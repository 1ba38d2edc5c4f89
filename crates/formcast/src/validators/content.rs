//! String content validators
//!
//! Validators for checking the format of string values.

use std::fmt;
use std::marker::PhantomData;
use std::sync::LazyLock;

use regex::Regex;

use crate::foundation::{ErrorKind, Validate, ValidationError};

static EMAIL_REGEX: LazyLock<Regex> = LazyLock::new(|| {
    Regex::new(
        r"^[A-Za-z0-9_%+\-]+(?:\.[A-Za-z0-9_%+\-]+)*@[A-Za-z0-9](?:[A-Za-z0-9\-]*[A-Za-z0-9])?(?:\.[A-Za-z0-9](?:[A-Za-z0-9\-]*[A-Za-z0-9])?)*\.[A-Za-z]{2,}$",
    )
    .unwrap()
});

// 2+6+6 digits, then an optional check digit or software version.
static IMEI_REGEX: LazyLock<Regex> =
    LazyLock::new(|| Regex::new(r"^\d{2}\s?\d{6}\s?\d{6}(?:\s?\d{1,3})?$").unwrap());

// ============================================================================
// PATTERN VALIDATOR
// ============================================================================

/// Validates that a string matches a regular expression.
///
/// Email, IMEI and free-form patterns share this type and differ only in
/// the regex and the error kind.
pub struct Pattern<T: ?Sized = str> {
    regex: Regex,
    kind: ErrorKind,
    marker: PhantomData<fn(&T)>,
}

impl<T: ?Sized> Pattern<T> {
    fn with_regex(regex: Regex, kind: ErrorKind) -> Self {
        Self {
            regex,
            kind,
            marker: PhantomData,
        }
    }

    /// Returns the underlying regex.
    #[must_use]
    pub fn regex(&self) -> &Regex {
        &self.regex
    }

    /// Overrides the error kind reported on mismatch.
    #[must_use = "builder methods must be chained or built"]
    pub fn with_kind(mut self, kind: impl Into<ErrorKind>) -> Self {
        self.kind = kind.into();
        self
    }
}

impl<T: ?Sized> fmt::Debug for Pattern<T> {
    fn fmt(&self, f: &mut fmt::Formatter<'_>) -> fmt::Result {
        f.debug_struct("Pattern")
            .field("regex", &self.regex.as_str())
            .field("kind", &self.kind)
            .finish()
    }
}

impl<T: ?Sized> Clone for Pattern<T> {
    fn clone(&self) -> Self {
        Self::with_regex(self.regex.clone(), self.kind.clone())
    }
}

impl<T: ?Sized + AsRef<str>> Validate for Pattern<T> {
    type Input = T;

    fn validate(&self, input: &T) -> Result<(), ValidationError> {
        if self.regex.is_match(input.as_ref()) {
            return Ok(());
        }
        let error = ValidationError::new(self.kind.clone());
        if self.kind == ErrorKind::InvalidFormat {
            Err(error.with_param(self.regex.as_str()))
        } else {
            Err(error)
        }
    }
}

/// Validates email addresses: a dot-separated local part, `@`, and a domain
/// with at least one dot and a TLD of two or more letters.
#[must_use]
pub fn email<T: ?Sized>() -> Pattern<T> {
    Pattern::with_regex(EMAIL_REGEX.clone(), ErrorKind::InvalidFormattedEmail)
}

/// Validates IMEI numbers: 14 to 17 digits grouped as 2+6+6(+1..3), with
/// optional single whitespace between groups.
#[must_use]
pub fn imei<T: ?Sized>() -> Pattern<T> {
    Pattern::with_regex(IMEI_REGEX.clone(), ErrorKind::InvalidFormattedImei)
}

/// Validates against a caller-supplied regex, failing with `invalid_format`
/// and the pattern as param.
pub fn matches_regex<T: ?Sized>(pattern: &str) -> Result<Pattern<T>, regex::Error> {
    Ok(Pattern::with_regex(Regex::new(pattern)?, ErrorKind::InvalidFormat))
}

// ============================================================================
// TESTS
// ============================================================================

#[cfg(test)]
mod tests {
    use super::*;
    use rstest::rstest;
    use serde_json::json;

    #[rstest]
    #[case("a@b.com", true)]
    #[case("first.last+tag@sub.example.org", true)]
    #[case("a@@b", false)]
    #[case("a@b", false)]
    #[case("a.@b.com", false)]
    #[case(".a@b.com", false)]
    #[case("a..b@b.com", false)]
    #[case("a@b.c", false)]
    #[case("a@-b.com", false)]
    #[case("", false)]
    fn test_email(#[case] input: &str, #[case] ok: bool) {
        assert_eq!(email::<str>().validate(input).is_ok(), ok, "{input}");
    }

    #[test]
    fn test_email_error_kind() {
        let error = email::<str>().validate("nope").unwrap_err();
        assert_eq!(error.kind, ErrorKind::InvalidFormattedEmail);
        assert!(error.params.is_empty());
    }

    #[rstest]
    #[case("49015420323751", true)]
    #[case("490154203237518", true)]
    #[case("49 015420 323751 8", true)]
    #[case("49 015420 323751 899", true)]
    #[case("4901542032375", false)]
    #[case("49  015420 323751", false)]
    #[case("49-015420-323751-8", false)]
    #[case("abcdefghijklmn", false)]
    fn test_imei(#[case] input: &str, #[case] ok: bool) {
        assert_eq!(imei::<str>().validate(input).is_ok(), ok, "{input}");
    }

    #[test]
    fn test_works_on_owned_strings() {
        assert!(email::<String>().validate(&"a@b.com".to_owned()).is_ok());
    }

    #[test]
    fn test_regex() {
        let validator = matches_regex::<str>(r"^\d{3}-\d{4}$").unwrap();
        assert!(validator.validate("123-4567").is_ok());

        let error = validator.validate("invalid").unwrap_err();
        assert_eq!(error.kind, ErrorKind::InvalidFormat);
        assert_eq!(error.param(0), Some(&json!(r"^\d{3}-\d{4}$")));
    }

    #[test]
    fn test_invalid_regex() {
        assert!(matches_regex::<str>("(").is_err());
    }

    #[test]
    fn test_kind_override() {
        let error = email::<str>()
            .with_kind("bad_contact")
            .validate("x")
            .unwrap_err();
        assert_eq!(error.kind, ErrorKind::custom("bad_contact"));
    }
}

###

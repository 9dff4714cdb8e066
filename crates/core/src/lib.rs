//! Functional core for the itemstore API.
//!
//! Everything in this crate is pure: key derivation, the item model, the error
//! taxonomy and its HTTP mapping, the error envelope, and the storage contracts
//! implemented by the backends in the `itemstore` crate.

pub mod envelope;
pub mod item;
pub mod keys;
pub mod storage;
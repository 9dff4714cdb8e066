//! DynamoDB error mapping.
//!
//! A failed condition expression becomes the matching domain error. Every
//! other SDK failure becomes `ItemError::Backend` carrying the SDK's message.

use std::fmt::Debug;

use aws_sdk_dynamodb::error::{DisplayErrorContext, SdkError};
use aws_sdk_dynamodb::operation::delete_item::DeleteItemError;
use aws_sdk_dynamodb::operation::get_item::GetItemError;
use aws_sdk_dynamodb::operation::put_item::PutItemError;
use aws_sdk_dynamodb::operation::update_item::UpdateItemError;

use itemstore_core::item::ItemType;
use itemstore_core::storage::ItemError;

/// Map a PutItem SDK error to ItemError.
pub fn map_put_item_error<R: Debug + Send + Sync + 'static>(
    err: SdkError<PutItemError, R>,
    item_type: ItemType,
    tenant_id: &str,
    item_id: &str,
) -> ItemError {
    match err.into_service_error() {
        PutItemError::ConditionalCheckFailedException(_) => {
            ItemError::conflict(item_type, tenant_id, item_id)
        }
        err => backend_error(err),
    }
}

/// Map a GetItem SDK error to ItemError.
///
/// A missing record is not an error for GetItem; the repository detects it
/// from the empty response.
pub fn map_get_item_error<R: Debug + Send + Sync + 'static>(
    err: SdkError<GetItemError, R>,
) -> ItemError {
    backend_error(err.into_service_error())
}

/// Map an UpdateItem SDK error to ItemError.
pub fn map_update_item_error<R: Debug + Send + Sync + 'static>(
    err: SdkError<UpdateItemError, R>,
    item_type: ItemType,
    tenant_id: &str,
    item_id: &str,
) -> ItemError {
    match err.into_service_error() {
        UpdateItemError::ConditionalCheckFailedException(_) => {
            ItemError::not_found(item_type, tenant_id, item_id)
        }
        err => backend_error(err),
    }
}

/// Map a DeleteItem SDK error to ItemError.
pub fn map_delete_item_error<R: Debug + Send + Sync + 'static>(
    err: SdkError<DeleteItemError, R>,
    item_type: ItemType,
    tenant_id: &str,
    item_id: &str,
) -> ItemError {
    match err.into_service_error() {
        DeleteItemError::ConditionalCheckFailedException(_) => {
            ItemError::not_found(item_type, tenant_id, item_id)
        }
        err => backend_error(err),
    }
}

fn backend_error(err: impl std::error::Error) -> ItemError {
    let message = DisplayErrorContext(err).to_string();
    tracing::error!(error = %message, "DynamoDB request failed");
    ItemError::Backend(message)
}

###

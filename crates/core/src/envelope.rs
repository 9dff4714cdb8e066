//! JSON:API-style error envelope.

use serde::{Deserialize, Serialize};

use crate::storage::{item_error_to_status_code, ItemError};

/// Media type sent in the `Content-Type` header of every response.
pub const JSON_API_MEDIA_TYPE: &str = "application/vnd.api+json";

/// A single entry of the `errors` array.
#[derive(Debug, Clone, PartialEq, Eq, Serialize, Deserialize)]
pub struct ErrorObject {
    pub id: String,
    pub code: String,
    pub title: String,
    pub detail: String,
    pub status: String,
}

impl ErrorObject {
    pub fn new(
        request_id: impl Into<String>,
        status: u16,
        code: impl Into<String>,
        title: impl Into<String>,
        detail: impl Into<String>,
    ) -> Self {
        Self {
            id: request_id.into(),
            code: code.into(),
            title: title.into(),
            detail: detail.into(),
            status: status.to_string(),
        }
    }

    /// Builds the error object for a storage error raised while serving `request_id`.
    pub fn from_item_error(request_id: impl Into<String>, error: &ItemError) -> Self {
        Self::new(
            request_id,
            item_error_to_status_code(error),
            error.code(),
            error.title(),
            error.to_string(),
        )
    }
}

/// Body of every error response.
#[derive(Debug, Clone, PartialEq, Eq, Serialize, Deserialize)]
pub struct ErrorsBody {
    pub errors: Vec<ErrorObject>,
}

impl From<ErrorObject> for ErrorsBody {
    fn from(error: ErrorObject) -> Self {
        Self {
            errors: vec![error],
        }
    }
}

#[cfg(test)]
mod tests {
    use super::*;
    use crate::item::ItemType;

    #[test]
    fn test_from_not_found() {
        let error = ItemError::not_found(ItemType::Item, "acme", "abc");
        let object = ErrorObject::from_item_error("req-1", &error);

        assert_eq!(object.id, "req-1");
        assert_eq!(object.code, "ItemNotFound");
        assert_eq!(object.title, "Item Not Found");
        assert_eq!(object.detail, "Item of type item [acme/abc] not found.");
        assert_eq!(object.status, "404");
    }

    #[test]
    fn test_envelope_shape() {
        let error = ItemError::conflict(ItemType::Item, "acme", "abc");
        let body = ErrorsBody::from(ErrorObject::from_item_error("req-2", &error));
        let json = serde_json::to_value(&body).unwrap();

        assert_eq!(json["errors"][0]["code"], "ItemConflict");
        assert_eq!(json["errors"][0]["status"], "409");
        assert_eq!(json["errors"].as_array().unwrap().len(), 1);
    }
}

###

ABOUT THIS TASK |
Please give the number of lines above that contain "digits", without any other words.

EXERCISE RESPONSE |
2